Henri Labrouste - Bibliothèque Sainte-Geneviève

Les artistes sont connus pour être parfois un peu allumés. Rachel Morrison semble faire partie de cette catégorie, bien que j’ai tendance à l’excuser pour son idée frapadingue puisqu’il s’agit d’olfaction. Figurez-vous que cette charmante personne a décidé d’aller sentir tous les livres de la Bibliothèque du Musée d’Art Moderne (The MoMA) à New York. 300 000 titres n’est-ce pas ? Chaque livre sera ouvert, sniffé, et verra son odeur consignée en quelques mots dans un petit cahier dont vous pouvez consulter les premières pages sur son site. Certains mots reviennent souvent, tel que « smoke » (fumée) et « sweet » (que j’aurais envie de traduire ici par sucré). On trouve de temps en temps des évocations assez rigolotes comme « chien mouillé » ou « aisselles » ou encore « chaussettes sales ». En réalité, les papiers dont sont faits les livres ont connu des époques marquées, comme ces papiers très acides du XIXe siècle qui se conservaient mal, car faits à partir de pâte à bois. Mais selon les conditions de conservation, les odeurs peuvent fluctuer fortement. On notera toutefois que si les pages d’un livre peuvent avoir des odeurs hétéroclites, on peut facilement y retrouver une petite pointe de vanille, ce qui n’a rien de surprenant puisque la vanilline (constituant de la vanille) est (parmi d’autres procédés) synthétisée à partir de la lignine qui est l’un des principaux constituants du bois.

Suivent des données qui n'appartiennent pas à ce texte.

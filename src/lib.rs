//! # Smalivm
//!
//! A symbolic virtual machine for Android smali methods and a dead code optimizer driven by it.
//!
//! A method is executed along every path whose branch conditions cannot be decided, producing an
//! [`ExecutionGraph`](context::ExecutionGraph) of per-path register states. Optimization
//! strategies read that graph to decide which instructions can go.
//!
//! # Examples
//!
//! ```
//!  use smalivm::class_manager::ClassManager;
//!  use smalivm::method_graph::MethodBackedGraph;
//!  use smalivm::optimizer::Optimizer;
//!  use smalivm::smali_parse::parse_method;
//!  use smalivm::vm::VirtualMachine;
//!
//!  let method = parse_method("Lcom/example/Foo;", r#"
//!  .method public static answer()I
//!      .registers 2
//!      const/4 v1, 0x7
//!      const/16 v0, 0x2a
//!      return v0
//!  .end method
//!  "#).unwrap();
//!
//!  let mut vm = VirtualMachine::new(ClassManager::new());
//!  let graph = vm.execute(&method).unwrap();
//!  let mut mbgraph = MethodBackedGraph::new(method, graph);
//!
//!  let mut optimizer = Optimizer::default();
//!  assert!(optimizer.simplify(&mut mbgraph));
//!  assert_eq!(mbgraph.addresses(), vec![0, 2]);
//!  assert_eq!(optimizer.optimization_counts()["dead_assignment"], 1);
//! ```

#[macro_use]
pub mod error;

pub mod class_manager;
pub mod context;
mod framework;
pub mod method;
pub mod method_graph;
pub mod opcodes;
pub mod ops;
pub mod optimizer;
pub mod smali_parse;
pub mod strategy;
mod tests;
pub mod types;
pub mod value;
pub mod vm;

L’idée de vouloir consigner toutes les odeurs de tous les livres d’une bibliothèque semble saugrenue, mais Rachel Morrison décrit un état intéressant que nous avons tous ressenti lorsque nous lisons un livre ou un roman : l’odeur que dégagent ses pages vous immerge dans une atmosphère particulière, qui semble très intime, comme si l’ouvrage ne parlait qu’à vous. Selon ses propres dires, le but de cette jeune femme était de capturer l’éphémère et le pouvoir évocateur du parfum de ces livres. Cette découverte n’est pas bien surprenante pour les amateurs de parfums que nous sommes, qui savons bien que l’odeur, qu’importe d’où elle émane, participera toujours au fait que seront gravés dans notre mémoire une atmosphère et tous les détails concomitants.